> [Required work]: The lines from the one with "let rate = items" through the last line below are to be copied exactly; no other lines are to be returned.
== Task inputs ==
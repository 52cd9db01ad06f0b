//! Sweep producer/consumer counts across backends and print wall-clock times.
//!
//! ```text
//! cargo run --release --example sweep -- --repeats 100000 --workload 500
//! cargo run --release --example sweep -- -b locked -b sharded:4 --max-threads 8
//! ```

use std::time::{Duration, Instant};

use clap::Parser;
use env_logger::Env;
use handoff::{BackendKind, HarnessConfig, HarnessError, LoadHarness};
use log::info;

#[derive(Parser)]
#[clap(author, version)]
#[clap(name = "sweep")]
#[clap(about = "Times every producer/consumer combination against each backend", long_about = None)]
struct Cli {
    /// Items pushed by each producer.
    #[clap(short, long, default_value_t = 10_000)]
    repeats: usize,

    /// Simulated work iterations per consumed item.
    #[clap(short, long, default_value_t = 0)]
    workload: u32,

    /// Largest producer and consumer count; counts double from 1.
    #[clap(short, long, default_value_t = 4)]
    max_threads: usize,

    /// Backends to compare (`locked`, `locked-poll`, `segqueue`, `unbounded`,
    /// `bounded:N`, `sharded:N`, `bag:N`, `pool`). Defaults to all of them.
    #[clap(short, long = "backend")]
    backends: Vec<BackendKind>,

    /// Abort a run that has not drained after this many seconds.
    #[clap(long)]
    stall_secs: Option<u64>,
}

fn main() -> Result<(), HarnessError> {
    env_logger::Builder::from_env(Env::default().default_filter_or("info")).init();
    let cli = Cli::parse();

    let backends = if cli.backends.is_empty() {
        BackendKind::ALL.to_vec()
    } else {
        cli.backends
    };
    let counts: Vec<usize> = std::iter::successors(Some(1), |n| Some(n * 2))
        .take_while(|&n| n <= cli.max_threads.max(1))
        .collect();

    info!(
        "sweeping {} backends over {:?} threads, repeats={} workload={}",
        backends.len(),
        counts,
        cli.repeats,
        cli.workload
    );

    println!(
        "{:<14} {:>9} {:>9} {:>10} {:>12} {:>14}",
        "backend", "producers", "consumers", "items", "elapsed", "items/s"
    );

    for kind in &backends {
        for &producers in &counts {
            for &consumers in &counts {
                let mut config =
                    HarnessConfig::new(producers, consumers, cli.repeats).with_workload(cli.workload);
                if let Some(secs) = cli.stall_secs {
                    config = config.with_stall_timeout(Duration::from_secs(secs));
                }
                let harness = LoadHarness::new(config)?;

                let start = Instant::now();
                let summary = harness.run_variant(*kind)?;
                let elapsed = start.elapsed();

                let items = summary.total_processed();
                let rate = items as f64 / elapsed.as_secs_f64().max(f64::EPSILON);
                println!(
                    "{:<14} {:>9} {:>9} {:>10} {:>12} {:>14.0}",
                    kind.to_string(),
                    producers,
                    consumers,
                    items,
                    format!("{elapsed:.2?}"),
                    rate
                );
            }
        }
    }

    Ok(())
}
===
> [Written response]:
                let rate = items as f64 / elapsed.as_secs_f64().max(f64::EPSILON);
                println!(
                    "{:<14} {:>9} {:>9} {:>10} {:>12} {:>14.0}",
                    kind.to_string(),
                    producers,
                    consumers,
                    items,
                    format!("{elapsed:.2?}"),
                    rate
                );
            }
        }
    }

    Ok(())
}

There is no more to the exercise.